The Vermont Supreme Court’s revival of Huntington Ingalls Industries Inc.’s lawsuit seeking Covid-19-related insurance coverage offers a glimmer of hope to other companies that saw business drop during the pandemic.
The recent ruling out of the Green Mountain State is the first state high court decision allowing an insured business to bring in experts to testify that the virus injured its properties, as required for coverage under the insurance policy. The ruling opens the door for scientific discovery on whether the coronavirus damages property—a significant step for lawsuits over pandemic-related business losses, which have been largely been decided in favor of insurers.
“We are inclined to allow experts and evidence to come in to evaluate the validity of insured’s novel legal argument before dismissing this case,” Justice Harold Eaton wrote. “We cannot say ‘beyond doubt’ that the virus does not physically damage surfaces in the way insured alleges.”
Most pandemic business interruption lawsuits haven’t survived insurers’ motions to dismiss. Federal appellate courts and six state supreme courts—Iowa, Massachusetts, Oklahoma, South Carolina, Washington, and Wisconsin—have upheld lower court rulings in favor of carriers.
Several of those courts found that coronavirus doesn’t cause the kind of property damage required by insurance policies because the virus can be easily wiped off a surface by disinfectant.
“The Vermont decision lays out a path for analytical framework on how other courts could proceed, especially regarding early motions to dismiss the case,” said Peter Kochenburger, an insurance law professor at the University of Connecticut. “A complicated insurance policy requires scientific evidence on a relatively recent phenomenon such as Covid-19.”
Off to Discovery
The Huntington Ingalls case is now headed to discovery, unless the two sides settle. The shipbuilder has alleged that its Covid-19-positive employees spread droplets on property surfaces and, as a result, it had to reduce operations, disrupting vessel construction and repair.
The Vermont high court found plausible Huntington Ingalls’ allegation that the virus damages property in a way that strips it of its intended functionality.
The court did not say that the virus damages property or that Huntington Ingalls should receive coverage, merely that the shipbuilder should have a chance to prove its argument, said Reed Smith partner John Ellison.
“That’s what businesses have been asking for all along, since the start of the pandemic,” he said.
Attorneys for insurance companies involved in the case, including
Trial vs. Settlement
Danny Hernandez, a spokesperson for Huntington Ingalls, said the shipbuilder expects the case to move to “discovery and trial” at the Vermont Superior Court.
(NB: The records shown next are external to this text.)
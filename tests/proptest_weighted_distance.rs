//! Property-based tests for the weighted distance.
//!
//! Costs used here are small multiples of 1/4 so every sum is exact in `f64`
//! and results can be compared with `==`.
//!
//! 1. **Empty sides**: d("", b) = Σ insert(b), d(a, "") = Σ delete(a)
//! 2. **Identity**: d(a, a) = 0 when equal characters are free to replace
//! 3. **Symmetry**: d(a, b) = d(b, a) when insert = delete and replace is symmetric
//! 4. **Unit costs**: matches the classic full-matrix Levenshtein distance
//! 5. **Bounds**: d(a, b) ≤ Σ delete(a) + Σ insert(b)
//! 6. **Triangle inequality** for symmetric costs
//! 7. **Composition**: a single composed function behaves like the original

use proptest::prelude::*;
use weighted_levenshtein::prelude::*;

fn arb_string() -> impl Strategy<Value = String> {
    prop::string::string_regex("[a-e]{0,12}").unwrap()
}

fn arb_unicode_string() -> impl Strategy<Value = String> {
    prop::collection::vec(any::<char>(), 0..12).prop_map(|chars| chars.into_iter().collect())
}

fn quarter() -> impl Strategy<Value = f64> {
    (0u8..=12).prop_map(|q| f64::from(q) / 4.0)
}

/// Per-character cost derived from the code point, in quarters.
fn char_weight(c: char, salt: u32) -> f64 {
    f64::from((c as u32).wrapping_add(salt) % 9) / 4.0
}

fn reference_unit_distance(a: &str, b: &str) -> usize {
    let a: Vec<char> = a.chars().collect();
    let b: Vec<char> = b.chars().collect();
    let mut matrix = vec![vec![0usize; b.len() + 1]; a.len() + 1];

    for (i, row) in matrix.iter_mut().enumerate() {
        row[0] = i;
    }
    for j in 0..=b.len() {
        matrix[0][j] = j;
    }
    for i in 1..=a.len() {
        for j in 1..=b.len() {
            let substitution = matrix[i - 1][j - 1] + usize::from(a[i - 1] != b[j - 1]);
            matrix[i][j] = substitution
                .min(matrix[i - 1][j] + 1)
                .min(matrix[i][j - 1] + 1);
        }
    }
    matrix[a.len()][b.len()]
}

fn symmetric_engine(salt: u32, mismatch: f64) -> WeightedLevenshtein {
    let unary = move |c: char| char_weight(c, salt) + 0.25;
    WeightedLevenshtein::builder()
        .insert_cost(InsertCost::new(unary))
        .delete_cost(DeleteCost::new(unary))
        .replace_cost(ReplaceCost::new(move |s, t| {
            if s == t {
                0.0
            } else {
                // Symmetric and satisfies the triangle inequality
                mismatch + char_weight(s, salt).max(char_weight(t, salt))
            }
        }))
        .build()
}

proptest! {
    #![proptest_config(ProptestConfig::with_cases(500))]

    #[test]
    fn empty_source_sums_insert_costs(b in arb_unicode_string(), salt in any::<u32>()) {
        let lev = WeightedLevenshtein::builder()
            .insert_cost(InsertCost::new(move |c| char_weight(c, salt)))
            .build();
        let expected: f64 = b.chars().map(|c| char_weight(c, salt)).sum();
        prop_assert_eq!(lev.distance("", &b), expected);
    }

    #[test]
    fn empty_target_sums_delete_costs(a in arb_unicode_string(), salt in any::<u32>()) {
        let lev = WeightedLevenshtein::builder()
            .delete_cost(DeleteCost::new(move |c| char_weight(c, salt)))
            .build();
        let expected: f64 = a.chars().map(|c| char_weight(c, salt)).sum();
        prop_assert_eq!(lev.distance(&a, ""), expected);
    }

    #[test]
    fn identity_is_free(a in arb_unicode_string(), salt in any::<u32>(), mismatch in quarter()) {
        let lev = symmetric_engine(salt, mismatch);
        prop_assert_eq!(lev.distance(&a, &a), 0.0);
    }

    #[test]
    fn symmetric_costs_give_symmetric_distance(
        a in arb_string(),
        b in arb_string(),
        salt in any::<u32>(),
        mismatch in quarter(),
    ) {
        let lev = symmetric_engine(salt, mismatch);
        prop_assert_eq!(lev.distance(&a, &b), lev.distance(&b, &a));
    }

    #[test]
    fn unit_costs_match_reference(a in arb_string(), b in arb_string()) {
        let lev = WeightedLevenshtein::new();
        prop_assert_eq!(lev.distance(&a, &b), reference_unit_distance(&a, &b) as f64);
    }

    #[test]
    fn unit_costs_match_reference_unicode(a in arb_unicode_string(), b in arb_unicode_string()) {
        let lev = WeightedLevenshtein::new();
        prop_assert_eq!(lev.distance(&a, &b), reference_unit_distance(&a, &b) as f64);
    }

    #[test]
    fn bounded_by_delete_all_insert_all(
        a in arb_string(),
        b in arb_string(),
        insert in quarter(),
        delete in quarter(),
        replace in quarter(),
    ) {
        let lev = WeightedLevenshtein::builder()
            .insert_cost(InsertCost::constant(insert))
            .delete_cost(DeleteCost::constant(delete))
            .replace_cost(ReplaceCost::mismatch(replace))
            .build();

        let upper = delete * a.chars().count() as f64 + insert * b.chars().count() as f64;
        let d = lev.distance(&a, &b);
        prop_assert!(d >= 0.0);
        prop_assert!(d <= upper, "{} > {}", d, upper);
    }

    #[test]
    fn triangle_inequality(
        a in arb_string(),
        b in arb_string(),
        c in arb_string(),
        salt in any::<u32>(),
        mismatch in quarter(),
    ) {
        let lev = symmetric_engine(salt, mismatch);
        let ab = lev.distance(&a, &b);
        let bc = lev.distance(&b, &c);
        let ac = lev.distance(&a, &c);
        prop_assert!(ac <= ab + bc, "d(a,c)={} > d(a,b)+d(b,c)={}", ac, ab + bc);
    }

    #[test]
    fn longer_target_matches_longer_source(
        a in arb_string(),
        b in arb_string(),
        insert in quarter(),
        delete in quarter(),
    ) {
        // Swapping roles of insert and delete mirrors the problem
        let forward = WeightedLevenshtein::builder()
            .insert_cost(InsertCost::constant(insert))
            .delete_cost(DeleteCost::constant(delete))
            .build();
        let mirrored = WeightedLevenshtein::builder()
            .insert_cost(InsertCost::constant(delete))
            .delete_cost(DeleteCost::constant(insert))
            .build();
        prop_assert_eq!(forward.distance(&a, &b), mirrored.distance(&b, &a));
    }

    #[test]
    fn single_composition_is_identity(
        chars in prop::collection::vec(any::<char>(), 1..20),
        salt in any::<u32>(),
        weight in 0.25f64..100.0,
    ) {
        let insert = InsertCost::new(move |c| char_weight(c, salt));

        for strategy in [ComposeStrategy::Min, ComposeStrategy::Max, ComposeStrategy::Avg] {
            let composed = compose_insert_cost(strategy, [insert.clone()]).unwrap();
            for &c in &chars {
                prop_assert_eq!(composed.cost(c), insert.cost(c));
            }
        }

        let weighted =
            compose_weighted_insert_cost([WeightedEntry::new(insert.clone(), weight)]).unwrap();
        for &c in &chars {
            prop_assert_eq!(weighted.cost(c), insert.cost(c));
        }
    }

    #[test]
    fn composition_is_bounded(
        chars in prop::collection::vec(any::<char>(), 1..20),
        salts in prop::collection::vec(any::<u32>(), 2..5),
    ) {
        let funcs: Vec<DeleteCost> = salts
            .iter()
            .map(|&salt| DeleteCost::new(move |c| char_weight(c, salt)))
            .collect();

        let min = compose_delete_cost(ComposeStrategy::Min, funcs.clone()).unwrap();
        let max = compose_delete_cost(ComposeStrategy::Max, funcs.clone()).unwrap();
        let avg = compose_delete_cost(ComposeStrategy::Avg, funcs.clone()).unwrap();

        for &c in &chars {
            let values: Vec<f64> = funcs.iter().map(|f| f.cost(c)).collect();
            let lo = values.iter().copied().fold(f64::INFINITY, f64::min);
            let hi = values.iter().copied().fold(f64::NEG_INFINITY, f64::max);

            prop_assert_eq!(min.cost(c), lo);
            prop_assert_eq!(max.cost(c), hi);
            prop_assert!(avg.cost(c) >= lo && avg.cost(c) <= hi);
        }
    }
}

#[test]
fn asymmetric_costs_break_symmetry() {
    let lev = WeightedLevenshtein::builder()
        .insert_cost(InsertCost::constant(1.0))
        .delete_cost(DeleteCost::constant(3.0))
        .build();
    assert_ne!(lev.distance("abc", "a"), lev.distance("a", "abc"));
}

#[test]
fn custom_replace_may_break_identity() {
    let lev = WeightedLevenshtein::builder()
        .replace_cost(ReplaceCost::constant(0.5))
        .build();
    assert_eq!(lev.distance("abc", "abc"), 1.5);
}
If the case goes to trial, a jury may be more likely to show sympathy to companies and find that insurers are on the hook for pandemic losses. In August, a Texas state court jury issued a $12.5 million verdict against Lloyd’s of London, finding the insurer should pay for Baylor College of Medicine’s pandemic business interruption losses.
Celeste Koeleveld, a Clifford Chance partner, said it’s unclear whether Huntington Ingalls’ case will go to trial, but that the ruling opens the door for potential settlement discussions.
“Once you open up to discovery, it changes the litigation ballgame, and the risks increase for the insurance companies,” she said.
Impact on Other States
Although the Vermont Supreme Court ruling is not binding for other state high courts that are weighing in on the same issue, it provides guidance from a persuasive authority, insurance and legal experts say.
“It certainly raises questions and makes judges think that there might be another way to look at this insurance language that they need to be open to,” said Koeleveld. The attorney said she has already seen policyholders asking the Nevada Supreme Court to look at the Vermont decision.
Most Covid-19 insurance lawsuits that were dismissed fell short of alleging that the virus was constant on an insured’s premise, according to experts. Huntington Ingalls set itself apart by alleging instead that the virus was continuously present on its properties, with its staff contracting and spreading Covid-19 all the time.
“There is life left in the better-pleaded Covid business interruption claims now that the action has shifted decisively to the state courts,” said Tom Baker, a professor from the University of Pennsylvania Carey Law School. “Supreme Courts in Iowa and Washington and, possibly, Oklahoma would be open to better-pleaded claims than the ones they decided.”